Investors Urge SEC to Halt Move on Proxy Access

Eight top U.S. and international pension funds yesterday urged the Securities and Exchange Commission to halt a vote on two rule proposals that would allow shareholders’ the opportunity to nominate directors for company boards.

 

The California Public Employees’ Retirement System (CalPERS), the Colorado Public Employee’s Retirement Association, and other funds joined by the Council of Institutional Investors issued the appeal at a news conference yesterday and in letters to SEC Chairman Christopher Cox. Those letters asked the SEC to table the two proposals until two new appointments are made to the SEC board. Roel Campos, a Democrat, left the Commission this fall, leaving the panel Republican-dominant. Annette Nazareth, the only other Democratic commissioner, plans to leave soon.

 

“We are assembling to highlight what we believe is the specter of a serious wrong turn.
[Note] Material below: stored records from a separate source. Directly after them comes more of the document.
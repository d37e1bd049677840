//! Page-side glue around the store: load with seed fallback, save, and
//! route failures into the page's error banner.

use super::storage::BrowserStore;
use contracts::domain::common::{AggregateRoot, Repository};
use contracts::usecases::UseCaseError;
use leptos::logging::log;
use leptos::prelude::*;

/// Banner text of a page; `None` hides it.
pub type Banner = RwSignal<Option<String>>;

pub fn report(banner: Banner, err: impl Into<UseCaseError>) {
    let err = err.into();
    log!("page error: {}", err);
    let text = match &err.details {
        Some(details) if !err.is_validation() => format!("{} ({})", err.message, details),
        _ => err.message.clone(),
    };
    banner.set(Some(text));
}

/// Value of `result`, or `fallback()` after reporting the failure.
pub fn or_report<T, E: Into<UseCaseError>>(
    banner: Banner,
    result: Result<T, E>,
    fallback: impl FnOnce() -> T,
) -> T {
    match result {
        Ok(value) => value,
        Err(err) => {
            report(banner, err);
            fallback()
        }
    }
}

/// Whole collection, seeding it on first use. A corrupted blob is reported
/// and the page carries on with the seed.
pub fn load_list<T: AggregateRoot>(banner: Banner) -> Vec<T> {
    or_report(banner, Repository::<T>::new(&BrowserStore).list(), T::seed)
}

/// Same as [`load_list`] for collections whose seed depends on the clock.
pub fn load_list_with<T: AggregateRoot>(banner: Banner, seed: impl Fn() -> Vec<T>) -> Vec<T> {
    or_report(banner, Repository::<T>::new(&BrowserStore).list_or_seed(&seed), &seed)
}

/// Write the whole collection back. Returns whether it worked.
pub fn save_list<T: AggregateRoot>(banner: Banner, items: &[T]) -> bool {
    match Repository::<T>::new(&BrowserStore).save_all(items) {
        Ok(()) => true,
        Err(err) => {
            report(banner, err);
            false
        }
    }
}

/// Browser confirm dialog; a missing window counts as "no".
pub fn confirm(message: &str) -> bool {
    web_sys::window()
        .and_then(|w| w.confirm_with_message(message).ok())
        .unwrap_or(false)
}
The SEC’s major customers – pension funds that invest billions and billions of dollars in U.S. capital markets – are dead serious in opposing this action.  We see it in direct conflict with the duties of the SEC to ‘do no harm’ to investors in promulgating regulations.” -- Fred Buenrostro, CalPERS

 

“There is no reason for the Commission to act at this time,” Meredith Miller, assistant treasurer for policy at the Connecticut Retirement Plans and Trust Funds, said in a statement.  “The sky has not fallen and the markets are working.  And while the vast majority of corporate boards are doing a good job, there are some boards that are failing their shareholders.  In those cases, it would be useful and good for shareholder value for shareholders to have an effective tool to at least nominate a few new directors on those boards.  Access to the proxy is that tool.”

 

Cox, citing uncertainty in the market, has proposed a vote on the two proposals, which would allow companies to keep shareowner proposals related to directors’ elections off proxy ballots.

 

“We are assembling to highlight what we believe is the specter of a serious wrong turn,” Fred Buenrostro, CEO of CalPERS, said in a statement.  “The SEC’s major customers – pension funds that invest billions and billions of dollars in U.S. capital markets – are dead serious in opposing this action.  We see it in direct conflict with the duties of the SEC to ‘do no harm’ to investors in promulgating regulations.”

 

What’s more, the American Federation of State, County, and Municipal Employees (AFSCME) has said it will sue the SEC if a less expansive rule is in fact approved at the end of the month, according to Business Week.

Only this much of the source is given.